Problem description:
Please reply with one number only: how many lines in the entries below contain the string "name".

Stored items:
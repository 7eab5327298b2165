//! Summary counts over a tree

use super::node::{NodeKind, SyntaxNode};
use super::traverse::preorder;
use rustc_hash::FxHashMap;

#[derive(Debug, Clone, Default, PartialEq, Eq)]
pub struct TreeStats {
    pub nodes: usize,
    pub leaves: usize,
    pub epsilons: usize,
    /// Deepest depth reached, root = 0
    pub max_depth: usize,
    pub by_label: FxHashMap<String, usize>,
}

impl TreeStats {
    pub fn collect(root: &SyntaxNode) -> Self {
        let mut stats = TreeStats::default();
        for (depth, node) in preorder(root) {
            stats.nodes += 1;
            stats.max_depth = stats.max_depth.max(depth);
            if node.kind().is_leaf() {
                stats.leaves += 1;
            } else if node.kind() == NodeKind::EpsilonNonTerminal {
                stats.epsilons += 1;
            }
            *stats.by_label.entry(node.name().to_string()).or_insert(0) += 1;
        }
        stats
    }

    /// Labels ordered by descending count, ties broken by name
    pub fn most_common(&self, limit: usize) -> Vec<(&str, usize)> {
        let mut labels: Vec<(&str, usize)> = self
            .by_label
            .iter()
            .map(|(name, count)| (name.as_str(), *count))
            .collect();
        labels.sort_by(|a, b| b.1.cmp(&a.1).then_with(|| a.0.cmp(b.0)));
        labels.truncate(limit);
        labels
    }
}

Expected answer:
3